Beginning at the top of the material, repeat each line exactly, and stop once the line with "is set once" has been written.
□ □ □ □
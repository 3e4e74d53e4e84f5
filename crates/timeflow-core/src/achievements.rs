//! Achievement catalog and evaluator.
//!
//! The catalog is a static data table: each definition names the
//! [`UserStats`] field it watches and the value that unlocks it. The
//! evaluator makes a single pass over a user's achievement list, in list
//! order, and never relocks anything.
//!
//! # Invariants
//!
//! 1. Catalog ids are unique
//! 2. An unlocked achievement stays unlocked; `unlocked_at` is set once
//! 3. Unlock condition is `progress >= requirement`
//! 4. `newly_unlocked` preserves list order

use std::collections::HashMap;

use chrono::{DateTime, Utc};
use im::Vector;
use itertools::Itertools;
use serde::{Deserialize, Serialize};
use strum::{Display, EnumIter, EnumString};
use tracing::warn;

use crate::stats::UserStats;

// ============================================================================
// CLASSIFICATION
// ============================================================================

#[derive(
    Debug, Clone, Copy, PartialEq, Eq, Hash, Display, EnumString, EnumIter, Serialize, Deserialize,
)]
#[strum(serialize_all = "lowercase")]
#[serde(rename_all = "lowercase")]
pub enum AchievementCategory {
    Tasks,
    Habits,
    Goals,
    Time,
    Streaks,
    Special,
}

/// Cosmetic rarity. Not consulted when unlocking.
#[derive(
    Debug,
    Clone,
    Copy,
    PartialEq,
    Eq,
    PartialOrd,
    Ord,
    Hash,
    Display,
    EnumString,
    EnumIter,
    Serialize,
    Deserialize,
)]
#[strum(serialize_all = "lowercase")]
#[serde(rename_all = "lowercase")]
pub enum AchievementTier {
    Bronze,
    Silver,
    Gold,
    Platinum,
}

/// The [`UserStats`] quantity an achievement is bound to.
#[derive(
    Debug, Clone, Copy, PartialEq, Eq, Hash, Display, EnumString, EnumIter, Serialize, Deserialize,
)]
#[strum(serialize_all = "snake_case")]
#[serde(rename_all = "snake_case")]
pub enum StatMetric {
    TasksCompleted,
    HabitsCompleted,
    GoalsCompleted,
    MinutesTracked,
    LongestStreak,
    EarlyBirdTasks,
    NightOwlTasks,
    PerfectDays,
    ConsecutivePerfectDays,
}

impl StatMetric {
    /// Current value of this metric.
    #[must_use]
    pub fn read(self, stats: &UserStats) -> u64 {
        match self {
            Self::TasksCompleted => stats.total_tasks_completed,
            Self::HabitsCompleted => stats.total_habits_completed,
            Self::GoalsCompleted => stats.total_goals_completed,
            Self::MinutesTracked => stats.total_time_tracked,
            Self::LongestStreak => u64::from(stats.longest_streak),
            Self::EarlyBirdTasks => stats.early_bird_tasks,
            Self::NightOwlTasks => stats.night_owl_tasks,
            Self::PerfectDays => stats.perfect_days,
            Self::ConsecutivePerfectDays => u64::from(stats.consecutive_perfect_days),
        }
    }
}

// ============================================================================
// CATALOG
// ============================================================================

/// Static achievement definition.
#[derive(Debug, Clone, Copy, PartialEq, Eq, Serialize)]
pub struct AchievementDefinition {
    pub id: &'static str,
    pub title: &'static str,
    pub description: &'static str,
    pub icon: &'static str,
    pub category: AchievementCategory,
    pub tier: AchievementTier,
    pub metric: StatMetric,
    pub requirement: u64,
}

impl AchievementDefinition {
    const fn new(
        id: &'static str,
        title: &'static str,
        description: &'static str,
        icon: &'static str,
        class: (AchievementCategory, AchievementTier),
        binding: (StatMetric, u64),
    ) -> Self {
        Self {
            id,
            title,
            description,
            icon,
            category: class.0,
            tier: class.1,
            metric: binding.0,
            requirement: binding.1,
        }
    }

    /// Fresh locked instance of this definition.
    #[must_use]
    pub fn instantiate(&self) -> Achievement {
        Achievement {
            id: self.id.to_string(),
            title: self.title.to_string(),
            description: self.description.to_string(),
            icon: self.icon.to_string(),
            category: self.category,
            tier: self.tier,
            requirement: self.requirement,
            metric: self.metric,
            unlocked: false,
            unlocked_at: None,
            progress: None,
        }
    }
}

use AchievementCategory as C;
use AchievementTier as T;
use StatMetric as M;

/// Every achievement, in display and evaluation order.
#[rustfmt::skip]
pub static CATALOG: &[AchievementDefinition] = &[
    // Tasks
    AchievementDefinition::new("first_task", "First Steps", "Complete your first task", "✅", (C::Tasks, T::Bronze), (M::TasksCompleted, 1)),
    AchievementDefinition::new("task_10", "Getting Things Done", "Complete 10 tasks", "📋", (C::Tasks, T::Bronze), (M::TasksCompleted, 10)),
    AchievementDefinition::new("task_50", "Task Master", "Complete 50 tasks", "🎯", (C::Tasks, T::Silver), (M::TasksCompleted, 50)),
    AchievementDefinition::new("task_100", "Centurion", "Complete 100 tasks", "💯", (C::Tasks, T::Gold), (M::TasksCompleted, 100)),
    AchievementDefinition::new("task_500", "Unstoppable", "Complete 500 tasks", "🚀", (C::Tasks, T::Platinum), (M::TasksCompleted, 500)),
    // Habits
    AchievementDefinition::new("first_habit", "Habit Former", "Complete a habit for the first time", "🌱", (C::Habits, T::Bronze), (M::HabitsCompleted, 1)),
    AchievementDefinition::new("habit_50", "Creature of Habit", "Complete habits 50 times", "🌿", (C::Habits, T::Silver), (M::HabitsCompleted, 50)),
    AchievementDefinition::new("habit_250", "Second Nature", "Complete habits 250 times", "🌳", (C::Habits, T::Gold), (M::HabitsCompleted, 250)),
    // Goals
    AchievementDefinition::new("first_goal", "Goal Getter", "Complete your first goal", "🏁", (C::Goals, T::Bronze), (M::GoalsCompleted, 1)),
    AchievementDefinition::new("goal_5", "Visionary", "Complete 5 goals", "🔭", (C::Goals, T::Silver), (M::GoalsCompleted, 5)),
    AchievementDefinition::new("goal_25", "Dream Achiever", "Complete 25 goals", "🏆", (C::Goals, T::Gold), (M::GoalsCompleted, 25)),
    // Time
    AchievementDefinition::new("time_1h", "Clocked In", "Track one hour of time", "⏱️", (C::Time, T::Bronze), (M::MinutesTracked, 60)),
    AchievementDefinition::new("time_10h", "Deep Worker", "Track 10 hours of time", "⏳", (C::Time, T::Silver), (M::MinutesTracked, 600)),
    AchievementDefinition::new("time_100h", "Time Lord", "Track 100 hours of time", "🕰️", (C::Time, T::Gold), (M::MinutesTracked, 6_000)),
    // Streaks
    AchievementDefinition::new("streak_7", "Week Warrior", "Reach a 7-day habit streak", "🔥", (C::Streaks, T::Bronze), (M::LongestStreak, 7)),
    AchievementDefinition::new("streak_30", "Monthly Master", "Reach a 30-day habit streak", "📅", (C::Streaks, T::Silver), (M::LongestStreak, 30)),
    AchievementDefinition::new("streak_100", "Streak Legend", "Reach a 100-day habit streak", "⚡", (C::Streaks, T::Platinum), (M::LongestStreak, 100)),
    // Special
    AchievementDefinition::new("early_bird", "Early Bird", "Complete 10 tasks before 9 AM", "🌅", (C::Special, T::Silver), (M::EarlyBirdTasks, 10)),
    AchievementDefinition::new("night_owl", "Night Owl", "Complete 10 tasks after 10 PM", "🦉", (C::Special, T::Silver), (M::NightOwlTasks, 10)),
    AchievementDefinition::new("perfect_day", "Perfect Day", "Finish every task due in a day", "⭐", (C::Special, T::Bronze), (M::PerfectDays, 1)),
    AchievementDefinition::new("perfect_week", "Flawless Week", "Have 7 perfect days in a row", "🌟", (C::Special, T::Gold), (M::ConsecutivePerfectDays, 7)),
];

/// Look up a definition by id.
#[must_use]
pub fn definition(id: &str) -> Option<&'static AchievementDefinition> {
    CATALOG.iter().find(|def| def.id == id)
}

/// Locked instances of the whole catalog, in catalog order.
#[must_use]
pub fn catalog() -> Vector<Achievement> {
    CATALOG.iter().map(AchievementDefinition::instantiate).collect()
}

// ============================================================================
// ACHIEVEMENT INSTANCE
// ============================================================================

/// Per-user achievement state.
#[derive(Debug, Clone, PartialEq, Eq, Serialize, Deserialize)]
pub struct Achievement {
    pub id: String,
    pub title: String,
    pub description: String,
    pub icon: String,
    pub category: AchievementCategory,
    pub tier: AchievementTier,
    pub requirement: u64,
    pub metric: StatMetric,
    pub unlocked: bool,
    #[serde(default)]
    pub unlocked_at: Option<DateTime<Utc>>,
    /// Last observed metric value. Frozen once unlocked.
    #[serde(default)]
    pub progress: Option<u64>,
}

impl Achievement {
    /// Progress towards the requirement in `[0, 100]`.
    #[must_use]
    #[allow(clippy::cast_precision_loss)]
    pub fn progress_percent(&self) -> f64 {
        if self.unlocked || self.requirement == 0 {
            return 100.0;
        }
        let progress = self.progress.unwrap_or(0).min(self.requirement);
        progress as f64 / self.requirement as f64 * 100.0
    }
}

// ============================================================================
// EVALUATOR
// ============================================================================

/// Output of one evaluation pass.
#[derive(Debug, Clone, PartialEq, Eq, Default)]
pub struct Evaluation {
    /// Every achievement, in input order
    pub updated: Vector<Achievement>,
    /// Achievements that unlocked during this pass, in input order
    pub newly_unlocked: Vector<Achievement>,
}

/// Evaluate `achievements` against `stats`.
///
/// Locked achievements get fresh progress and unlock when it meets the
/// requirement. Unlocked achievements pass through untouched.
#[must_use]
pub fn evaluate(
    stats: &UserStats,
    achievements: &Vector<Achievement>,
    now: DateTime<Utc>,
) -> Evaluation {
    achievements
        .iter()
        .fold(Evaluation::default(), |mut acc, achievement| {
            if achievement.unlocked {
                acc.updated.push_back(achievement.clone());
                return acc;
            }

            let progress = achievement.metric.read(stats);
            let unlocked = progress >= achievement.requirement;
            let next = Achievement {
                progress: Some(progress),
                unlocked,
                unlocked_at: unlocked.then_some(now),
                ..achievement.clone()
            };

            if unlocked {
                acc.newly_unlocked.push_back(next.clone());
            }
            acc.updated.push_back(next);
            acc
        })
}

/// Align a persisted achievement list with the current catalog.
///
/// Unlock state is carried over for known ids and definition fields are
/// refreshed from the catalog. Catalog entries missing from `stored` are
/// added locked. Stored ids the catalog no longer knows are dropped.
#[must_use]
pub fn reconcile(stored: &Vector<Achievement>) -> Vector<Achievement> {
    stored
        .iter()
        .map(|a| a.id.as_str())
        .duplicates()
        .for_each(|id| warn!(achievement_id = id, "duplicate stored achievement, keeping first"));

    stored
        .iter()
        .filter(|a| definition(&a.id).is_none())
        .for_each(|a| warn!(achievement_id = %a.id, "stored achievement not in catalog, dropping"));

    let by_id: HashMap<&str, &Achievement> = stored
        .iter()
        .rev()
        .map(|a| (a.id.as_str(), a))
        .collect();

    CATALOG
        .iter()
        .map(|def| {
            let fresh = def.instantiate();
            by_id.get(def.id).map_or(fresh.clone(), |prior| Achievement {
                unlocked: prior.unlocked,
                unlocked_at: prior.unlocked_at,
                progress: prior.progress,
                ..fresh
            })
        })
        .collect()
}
□ □ □ □
Answer section:
repository 3e4e74d53e4e84f5
filename crates/timeflow-core/src/achievements.rs
//! Achievement catalog and evaluator.
//!
//! The catalog is a static data table: each definition names the
//! [`UserStats`] field it watches and the value that unlocks it. The
//! evaluator makes a single pass over a user's achievement list, in list
//! order, and never relocks anything.
//!
//! # Invariants
//!
//! 1. Catalog ids are unique
//! 2. An unlocked achievement stays unlocked; `unlocked_at` is set once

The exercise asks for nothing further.